Monkeys infected with the coronavirus that causes Covid-19 were protected from reinfection a month later, signalling that short-term immunity at least may be possible, a new study has found.
The study, by a team from Peking Union Medical College, found that rhesus macaques reinfected with the disease showed "notably enhanced neutralising antibody and immune responses".
The study, published in Science on Thursday, said further research was needed to determine how long this protection would last and how the protection mechanism might work for humans.
Four macaques, a species often used in experiments because of their genetic similarity to humans, were infected with the virus and then reinfected 28 days later.
While the four showed a short increase in temperature, they did not otherwise show any other symptoms or infection.
"Our results suggest that primary Sars-CoV-2 [the official name of the virus] exposure protects against subsequent reinfection in rhesus macaques," the scientists wrote.
"However, it remains necessary to elucidate the protective mechanism against Sars-Cov-2 regarding neutralising antibodies or other immunological roles."
It appeared the primary infection helped to increase the number of antibodies for the virus, which "might have protected the same non-human primates against reinfection in the short term," they said.
While the findings may help scientists researching vaccines, therapies and treatments, the researchers admitted the study had many limitations.
The researchers said the study needed to be repeated over a longer timescale to see how long the protective mechanism lasted, and for monkeys to be exposed to more serious infections than the mild to moderate infections in the Peking Union study.

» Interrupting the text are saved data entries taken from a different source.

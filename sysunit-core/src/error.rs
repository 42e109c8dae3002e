//! Error types for sysunit-core.

use sysunit_types::TBeanId;
use thiserror::Error;

/// Error type returned by TBean work and TBean factories.
pub type BoxError = Box<dyn std::error::Error + Send + Sync + 'static>;

/// A TBean could not be started.
///
/// TBeans started before the failing one keep running; there is no rollback.
#[derive(Debug, Error)]
pub enum StartError {
    /// The factory failed to produce the TBean.
    #[error("failed to instantiate tbean {id}: {source}")]
    Instantiate {
        /// The TBean that could not be created.
        id: TBeanId,
        /// Factory error.
        source: BoxError,
    },

    /// The OS refused to spawn the TBean's thread.
    #[error("failed to spawn thread for tbean {id}: {source}")]
    Spawn {
        /// The TBean whose thread could not be spawned.
        id: TBeanId,
        /// Underlying I/O error.
        source: std::io::Error,
    },

    /// A TBean with this id is already running in the current run.
    #[error("tbean {id} is already running")]
    AlreadyRunning {
        /// The clashing TBean.
        id: TBeanId,
    },
}

impl StartError {
    /// The TBean that failed to start.
    pub fn tbean_id(&self) -> &TBeanId {
        match self {
            Self::Instantiate { id, .. }
            | Self::Spawn { id, .. }
            | Self::AlreadyRunning { id } => id,
        }
    }
}

/// A factory could not be added to a [`crate::SystemTestCase`].
#[derive(Debug, Error, PartialEq, Eq)]
pub enum InvalidFactory {
    /// A factory with the same name is already registered.
    #[error("duplicate tbean factory name: {name}")]
    Duplicate {
        /// The clashing name.
        name: TBeanId,
    },

    /// Factory names must not be empty.
    #[error("tbean factory name must not be empty")]
    EmptyName,
}

#[cfg(test)]
mod tests {
    use super::*;

    #[test]
    fn start_error_names_the_tbean() {
        let err = StartError::Instantiate {
            id: TBeanId::new("One"),
            source: "boom".into(),
        };
        assert_eq!(err.tbean_id(), "One");
        assert_eq!(err.to_string(), "failed to instantiate tbean One: boom");
    }

    #[test]
    fn already_running_names_the_tbean() {
        let err = StartError::AlreadyRunning {
            id: TBeanId::new("One"),
        };
        assert_eq!(err.tbean_id(), "One");
        assert_eq!(err.to_string(), "tbean One is already running");
    }

    #[test]
    fn errors_are_send_sync() {
        fn assert_send_sync<T: Send + Sync>() {}
        assert_send_sync::<StartError>();
        assert_send_sync::<InvalidFactory>();
    }
}
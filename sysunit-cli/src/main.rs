//! # sysunit-master
//!
//! Runs one SysUnit dispatch round: advertise on the slave group, collect
//! the slaves that answer, then hand out the configured test nodes
//! round-robin.
//!
//! Only the in-process bus is available, so the slaves are started inside
//! this process as well.
//!
//! ## Example
//!
//! ```bash
//! # Three local slaves on SYSUNIT.SLAVES, default script and nodes
//! sysunit-master
//!
//! # Custom slave group and settings, JSON report
//! sysunit-master LAB.SLAVES --config sysunit.toml --local-slaves 2 --json
//! ```

use anyhow::{Context, Result};
use clap::Parser;
use std::path::PathBuf;
use std::sync::Arc;
use std::time::Duration;
use sysunit_core::SystemTestCase;
use sysunit_node::{
    BusSender, CaseLauncher, Config, DispatchReport, InMemoryBus, MasterNode, SlaveNode,
};
use tracing_subscriber::EnvFilter;

/// Master entry point for SysUnit distributed system tests.
#[derive(Parser, Debug)]
#[command(name = "sysunit-master")]
#[command(version, about, long_about = None)]
struct Cli {
    /// Slave group topic (overrides the config file)
    slave_group: Option<String>,

    /// Path to a TOML config file
    #[arg(long, short)]
    config: Option<PathBuf>,

    /// Number of slaves to start on the in-process bus
    #[arg(long, default_value = "3")]
    local_slaves: usize,

    /// How long to let slaves run their nodes before exiting, in milliseconds
    #[arg(long, default_value = "500")]
    linger_ms: u64,

    /// Print the dispatch report as JSON
    #[arg(long)]
    json: bool,
}

#[tokio::main]
async fn main() -> Result<()> {
    tracing_subscriber::fmt()
        .with_env_filter(
            EnvFilter::try_from_default_env().unwrap_or_else(|_| EnvFilter::new("info")),
        )
        .init();

    let cli = Cli::parse();
    let config = load_config(&cli)?;

    let bus = Arc::new(InMemoryBus::new());
    let slave_group = bus.destination(&config.master.slave_group);

    let mut slaves = Vec::with_capacity(cli.local_slaves);
    for _ in 0..cli.local_slaves {
        let launcher = CaseLauncher::from_config(&config.slave)
            .register(config.master.script.clone(), demo_case);
        let mut slave = SlaveNode::new(Arc::clone(&bus), slave_group.clone(), Arc::new(launcher));
        slave
            .listen()
            .await
            .context("Failed to start local slave")?;
        slaves.push(slave);
    }

    let mut master = MasterNode::from_config(Arc::clone(&bus), &config.master);
    let report = master
        .start(&config.master.script, &config.master.nodes)
        .await
        .context("Dispatch round failed")?;

    print_report(&report, cli.json)?;

    tokio::time::sleep(Duration::from_millis(cli.linger_ms)).await;
    Ok(())
}

/// Load the config file if given, then apply command-line overrides.
fn load_config(cli: &Cli) -> Result<Config> {
    let mut config = match &cli.config {
        Some(path) => Config::from_file(path)
            .with_context(|| format!("Failed to load config from {}", path.display()))?,
        None => Config::default(),
    };
    if let Some(group) = &cli.slave_group {
        config.master.slave_group = group.clone();
    }
    Ok(config)
}

/// A single TBean that reports the node it was started for.
fn demo_case(node_name: &str) -> SystemTestCase {
    let mut case = SystemTestCase::new(format!("demo/{node_name}"));
    let node = node_name.to_string();
    if let Err(e) = case.add_thread(node_name, move || {
        tracing::info!("Test node {} running", node);
        Ok(())
    }) {
        tracing::warn!("Could not build demo case for {}: {}", node_name, e);
    }
    case
}

fn print_report(report: &DispatchReport, json: bool) -> Result<()> {
    if json {
        let text = serde_json::to_string_pretty(report).context("Failed to encode report")?;
        println!("{}", text);
        return Ok(());
    }

    println!(
        "Dispatched {} node(s) of {} over {} member(s)",
        report.assignments.len(),
        report.script,
        report.member_count
    );
    for assignment in &report.assignments {
        println!(
            "  {:<12} -> member {} ({})",
            assignment.node_name, assignment.member_index, assignment.member_id
        );
    }
    Ok(())
}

The scientists noted that there have been concerns that humans could relapse or face reinfection after initial recovery, and cited studies showing that antibodies for the virus have been found in humans 10 to 15 days after infection.
The World Health Organisation in April said that while most studies showed people had antibodies after recovery from Covid-19, some had very low levels of neutralising antibodies in their blood and may not be protected from reinfection.